Stored data entries
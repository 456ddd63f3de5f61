//! Creation and deletion primitives the registry and handles are built on.

use std::fs::{self, OpenOptions};
use std::io;
use std::path::{Path, PathBuf};

#[cfg(not(feature = "uuid"))]
use crate::random_name::RandomName;
use crate::EntryKind;
#[cfg(feature = "uuid")]
use uuid::Uuid;

/// Creates a new, previously nonexistent regular file in `parent` whose name
/// starts with `prefix` and ends with `suffix`.
pub(crate) fn create_unique_file(
    parent: &Path,
    prefix: &str,
    suffix: &str,
) -> io::Result<PathBuf> {
    loop {
        let path = parent.join(random_name(prefix, suffix));
        let mut options = OpenOptions::new();
        options.write(true).create_new(true);
        #[cfg(unix)]
        {
            use std::os::unix::fs::OpenOptionsExt;
            options.mode(0o600);
        }
        match options.open(&path) {
            Ok(_) => return Ok(path),
            Err(e) if e.kind() == io::ErrorKind::AlreadyExists => continue,
            Err(e) => return Err(e),
        }
    }
}

/// Creates a new, previously nonexistent directory in `parent` whose name
/// starts with `prefix`.
pub(crate) fn create_unique_dir(parent: &Path, prefix: &str) -> io::Result<PathBuf> {
    loop {
        let path = parent.join(random_name(prefix, ""));
        let mut builder = fs::DirBuilder::new();
        #[cfg(unix)]
        {
            use std::os::unix::fs::DirBuilderExt;
            builder.mode(0o700);
        }
        match builder.create(&path) {
            Ok(()) => return Ok(path),
            Err(e) if e.kind() == io::ErrorKind::AlreadyExists => continue,
            Err(e) => return Err(e),
        }
    }
}

/// Removes a single file or empty directory.
pub(crate) fn delete_path(path: &Path) -> io::Result<()> {
    if fs::symlink_metadata(path)?.is_dir() {
        fs::remove_dir(path)
    } else {
        fs::remove_file(path)
    }
}

/// Removes a directory and everything beneath it. Fails as a whole if any
/// contained entry cannot be removed.
pub(crate) fn delete_recursive(path: &Path) -> io::Result<()> {
    fs::remove_dir_all(path)?;
    debug_assert!(
        fs::symlink_metadata(path).is_err(),
        "{} still exists after recursive delete",
        path.display()
    );
    Ok(())
}

/// Deletes a temporary entry if it is still present. Only a missing path
/// counts as already deleted; any other failure to inspect it is an error.
pub(crate) fn delete_entry(path: &Path, kind: EntryKind) -> io::Result<()> {
    match fs::symlink_metadata(path) {
        Ok(_) => {}
        Err(e) if e.kind() == io::ErrorKind::NotFound => return Ok(()),
        Err(e) => return Err(e),
    }
    let result = match kind {
        EntryKind::Directory => delete_recursive(path),
        EntryKind::File => delete_path(path),
    };
    match result {
        // Removed concurrently by someone else.
        Err(e) if e.kind() == io::ErrorKind::NotFound => Ok(()),
        other => other,
    }
}

fn random_name(prefix: &str, suffix: &str) -> String {
    #[cfg(feature = "uuid")]
    {
        format!("{}{}{}", prefix, Uuid::new_v4().simple(), suffix)
    }

    #[cfg(not(feature = "uuid"))]
    {
        RandomName::new(prefix, suffix).as_ref().to_string()
    }
}
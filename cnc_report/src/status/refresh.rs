//! Adaptive refresh counters for the throttled WCO and override fields.

use std::sync::atomic::{AtomicU8, Ordering};

use cnc_common::config::RefreshConfig;

/// Countdown that forces a field into the status line every `interval`
/// reports, with a longer interval while the machine is busy.
#[derive(Debug)]
pub struct RefreshCounter {
    remaining: AtomicU8,
    busy_interval: u8,
    idle_interval: u8,
}

impl RefreshCounter {
    /// Counter starting at zero, so the first tick fires.
    pub const fn new(busy_interval: u8, idle_interval: u8) -> Self {
        Self {
            remaining: AtomicU8::new(0),
            busy_interval,
            idle_interval,
        }
    }

    /// Advance one report. Returns true when the field must be included:
    /// the counter reached zero or the field was already flagged. Firing
    /// reloads the counter with `interval - 1`.
    pub fn tick(&self, flagged: bool, busy: bool) -> bool {
        let remaining = self.remaining.load(Ordering::Relaxed);
        if remaining > 0 && !flagged {
            self.remaining.store(remaining - 1, Ordering::Relaxed);
            false
        } else {
            let interval = if busy {
                self.busy_interval
            } else {
                self.idle_interval
            };
            self.remaining
                .store(interval.saturating_sub(1), Ordering::Relaxed);
            true
        }
    }

    /// True when the next tick fires on its own.
    #[inline]
    pub fn is_due(&self) -> bool {
        self.remaining.load(Ordering::Relaxed) == 0
    }

    #[inline]
    pub fn remaining(&self) -> u8 {
        self.remaining.load(Ordering::Relaxed)
    }

    /// Force the next tick to fire.
    #[inline]
    pub fn reset(&self) {
        self.remaining.store(0, Ordering::Relaxed);
    }

    pub const fn busy_interval(&self) -> u8 {
        self.busy_interval
    }

    pub const fn idle_interval(&self) -> u8 {
        self.idle_interval
    }
}

/// The WCO and override counter pair.
#[derive(Debug)]
pub struct RefreshCounters {
    pub wco: RefreshCounter,
    pub overrides: RefreshCounter,
}

impl RefreshCounters {
    pub const fn new(config: &RefreshConfig) -> Self {
        Self {
            wco: RefreshCounter::new(config.wco_busy, config.wco_idle),
            overrides: RefreshCounter::new(config.override_busy, config.override_idle),
        }
    }

    /// Reset both counters so the next report carries both fields.
    pub fn reset(&self) {
        self.wco.reset();
        self.overrides.reset();
    }
}

impl Default for RefreshCounters {
    fn default() -> Self {
        Self::new(&RefreshConfig::default())
    }
}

What you need to do - Write out the records shown above, exactly as they appear.

Written reply -
repository 456ddd63f3de5f61
//! Creation and deletion primitives the registry and handles are built on.

use std::fs::{self, OpenOptions};
use std::io;
use std::path::{Path, PathBuf};

#[cfg(not(feature = "uuid"))]
use crate::random_name::RandomName;
use crate::EntryKind;
#[cfg(feature = "uuid")]
use uuid::Uuid;

/// Creates a new, previously nonexistent regular file in `parent` whose name
/// starts with `prefix` and ends with `suffix`.
pub(crate) fn create_unique_file(
    parent: &Path,
    prefix: &str,
    suffix: &str,
) -> io::Result<PathBuf> {
    loop {
        let path = parent.join(random_name(prefix, suffix));
        let mut options = OpenOptions::new();
        options.write(true).create_new(true);
        #[cfg(unix)]
        {
            use std::os::unix::fs::OpenOptionsExt;
            options.mode(0o600);
        }
        match options.open(&path) {
            Ok(_) => return Ok(path),
            Err(e) if e.kind() == io::ErrorKind::AlreadyExists => continue,
            Err(e) => return Err(e),
        }
    }
}

/// Creates a new, previously nonexistent directory in `parent` whose name
/// starts with `prefix`.
pub(crate) fn create_unique_dir(parent: &Path, prefix: &str) -> io::Result<PathBuf> {
    loop {
        let path = parent.join(random_name(prefix, ""));
        let mut builder = fs::DirBuilder::new();
        #[cfg(unix)]
        {
            use std::os::unix::fs::DirBuilderExt;
            builder.mode(0o700);
        }
        match builder.create(&path) {
            Ok(()) => return Ok(path),
            Err(e) if e.kind() == io::ErrorKind::AlreadyExists => continue,
            Err(e) => return Err(e),
        }
    }
}

/// Removes a single file or empty directory.
pub(crate) fn delete_path(path: &Path) -> io::Result<()> {
    if fs::symlink_metadata(path)?.is_dir() {
        fs::remove_dir(path)
    } else {
        fs::remove_file(path)
    }
}

/// Removes a directory and everything beneath it. Fails as a whole if any
/// contained entry cannot be removed.
pub(crate) fn delete_recursive(path: &Path) -> io::Result<()> {
    fs::remove_dir_all(path)?;
    debug_assert!(
        fs::symlink_metadata(path).is_err(),
        "{} still exists after recursive delete",
        path.display()
    );
    Ok(())
}

/// Deletes a temporary entry if it is still present. Only a missing path
/// counts as already deleted; any other failure to inspect it is an error.
pub(crate) fn delete_entry(path: &Path, kind: EntryKind) -> io::Result<()> {
    match fs::symlink_metadata(path) {
        Ok(_) => {}
        Err(e) if e.kind() == io::ErrorKind::NotFound => return Ok(()),
        Err(e) => return Err(e),
    }
    let result = match kind {
        EntryKind::Directory => delete_recursive(path),
        EntryKind::File => delete_path(path),
    };
    match result {
        // Removed concurrently by someone else.
        Err(e) if e.kind() == io::ErrorKind::NotFound => Ok(()),
        other => other,
    }
}

fn random_name(prefix: &str, suffix: &str) -> String {
    #[cfg(feature = "uuid")]
    {
        format!("{}{}{}", prefix, Uuid::new_v4().simple(), suffix)
    }

    #[cfg(not(feature = "uuid"))]
    {
        RandomName::new(prefix, suffix).as_ref().to_string()
    }
}
filename cnc_report/src/status/refresh.rs
//! Adaptive refresh counters for the throttled WCO and override fields.

use std::sync::atomic::{AtomicU8, Ordering};

use cnc_common::config::RefreshConfig;

/// Countdown that forces a field into the status line every `interval`
/// reports, with a longer interval while the machine is busy.
#[derive(Debug)]
pub struct RefreshCounter {
    remaining: AtomicU8,
    busy_interval: u8,
    idle_interval: u8,
}

impl RefreshCounter {
    /// Counter starting at zero, so the first tick fires.
    pub const fn new(busy_interval: u8, idle_interval: u8) -> Self {
        Self {
            remaining: AtomicU8::new(0),
            busy_interval,
            idle_interval,
        }
    }

    /// Advance one report. Returns true when the field must be included:
    /// the counter reached zero or the field was already flagged. Firing
    /// reloads the counter with `interval - 1`.
    pub fn tick(&self, flagged: bool, busy: bool) -> bool {
        let remaining = self.remaining.load(Ordering::Relaxed);
        if remaining > 0 && !flagged {
            self.remaining.store(remaining - 1, Ordering::Relaxed);
            false
        } else {
            let interval = if busy {
                self.busy_interval
            } else {
                self.idle_interval
            };
            self.remaining
                .store(interval.saturating_sub(1), Ordering::Relaxed);
            true
        }
    }

    /// True when the next tick fires on its own.
    #[inline]
    pub fn is_due(&self) -> bool {
        self.remaining.load(Ordering::Relaxed) == 0
    }

    #[inline]
    pub fn remaining(&self) -> u8 {
        self.remaining.load(Ordering::Relaxed)
    }

    /// Force the next tick to fire.
    #[inline]
    pub fn reset(&self) {
        self.remaining.store(0, Ordering::Relaxed);
    }

    pub const fn busy_interval(&self) -> u8 {
        self.busy_interval
    }

    pub const fn idle_interval(&self) -> u8 {
        self.idle_interval
    }
}

/// The WCO and override counter pair.
#[derive(Debug)]
pub struct RefreshCounters {
    pub wco: RefreshCounter,
    pub overrides: RefreshCounter,
}

impl RefreshCounters {
    pub const fn new(config: &RefreshConfig) -> Self {
        Self {
            wco: RefreshCounter::new(config.wco_busy, config.wco_idle),
            overrides: RefreshCounter::new(config.override_busy, config.override_idle),
        }
    }

    /// Reset both counters so the next report carries both fields.
    pub fn reset(&self) {
        self.wco.reset();
        self.overrides.reset();
    }
}

impl Default for RefreshCounters {
    fn default() -> Self {
        Self::new(&RefreshConfig::default())
    }
}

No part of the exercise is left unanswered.